* WHAT THE TASK REQUIRES
In the listing below, a line holding "EnergyRange::standard()" and a line holding "self.gamma_c + gamma" mark the range. Retype both exactly, with all lines between them.

* DATA RECORDS
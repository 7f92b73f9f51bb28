use serde::{Deserialize, Serialize};
use std::collections::BTreeMap;

use super::{EnergyRange, FluxModel};
use crate::io::FileIO;
use crate::species::Nucleus;

/// Poly-gonato model.
///
/// J. R. Hoerandel, Astroparticle Physics 19, 193 (2003).
///
/// Every element follows a power law which steepens smoothly at a knee proportional to
/// its charge. With `constant_delta` the spectra steepen to a common index, otherwise
/// every element steepens by the same amount.
#[derive(Debug, Clone, PartialEq, Deserialize, Serialize)]
pub struct PolyGonato {
    /// Common final index instead of a common index change.
    pub constant_delta: bool,

    /// Knee energy of protons in GeV.
    pub e_p: f64,

    /// Common index above the knee, used with `constant_delta`.
    pub gamma_c: f64,

    /// Smoothness of the knee.
    pub epsilon_c: f64,

    /// Index change at the knee.
    pub delta_gamma: f64,

    /// Flux at 1 TeV in (m^2 s sr TeV)^-1 and spectral index per element.
    params: BTreeMap<Nucleus, (f64, f64)>,
    ids: Vec<Nucleus>,
}

impl FileIO for PolyGonato {}

impl PolyGonato {
    /// Construct the poly-gonato model.
    ///
    /// # Arguments
    ///
    /// * `constant_delta` - If true, all elements steepen to a common index above
    ///   their knee, otherwise each index increases by `delta_gamma`.
    pub fn new(constant_delta: bool) -> Self {
        let params: BTreeMap<Nucleus, (f64, f64)> = [
            (Nucleus::PROTON, (8.73e-2, 2.71)),
            (Nucleus::HELIUM, (5.71e-2, 2.64)),
            (Nucleus::CARBON, (1.06e-2, 2.66)),
            (Nucleus::NITROGEN, (2.35e-3, 2.72)),
            (Nucleus::OXYGEN, (1.57e-2, 2.68)),
            (Nucleus::MAGNESIUM, (8.01e-3, 2.64)),
            (Nucleus::ALUMINIUM, (1.15e-3, 2.66)),
            (Nucleus::SILICON, (7.96e-3, 2.75)),
            (Nucleus::MANGANESE, (1.35e-3, 2.46)),
            (Nucleus::IRON, (2.04e-2, 2.59)),
            (Nucleus::COBALT, (7.51e-5, 2.72)),
        ]
        .into_iter()
        .collect();
        let ids = params.keys().copied().collect();

        let (e_p, epsilon_c) = if constant_delta {
            (4.49e6, 1.90)
        } else {
            (4.51e6, 1.87)
        };
        Self {
            constant_delta,
            e_p,
            gamma_c: -4.68,
            epsilon_c,
            delta_gamma: 2.10,
            params,
            ids,
        }
    }
}

impl FluxModel for PolyGonato {
    fn name(&self) -> &str {
        "poly-gonato"
    }

    fn short_name(&self) -> &str {
        if self.constant_delta {
            "pg-const"
        } else {
            "pg"
        }
    }

    fn nucleus_ids(&self) -> &[Nucleus] {
        &self.ids
    }

    fn valid_range(&self, _nucleus: Nucleus) -> EnergyRange {
        EnergyRange::standard()
    }

    fn flux_unchecked(&self, nucleus: Nucleus, energy: f64) -> f64 {
        let Some(&(norm, gamma)) = self.params.get(&nucleus) else {
            return 0.0;
        };
        let z = nucleus.z() as f64;
        let change = if self.constant_delta {
            self.gamma_c + gamma
        } else {
            -self.delta_gamma
        };
        // normalization is given per TeV at 1 TeV
        norm / 1000.0
            * (energy / 1000.0).powf(-gamma)
            * (1.0 + (energy / z / self.e_p).powf(self.epsilon_c)).powf(change / self.epsilon_c)
    }
}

* PROBLEM SOLUTION
        EnergyRange::standard()
    }

    fn flux_unchecked(&self, nucleus: Nucleus, energy: f64) -> f64 {
        let Some(&(norm, gamma)) = self.params.get(&nucleus) else {
            return 0.0;
        };
        let z = nucleus.z() as f64;
        let change = if self.constant_delta {
            self.gamma_c + gamma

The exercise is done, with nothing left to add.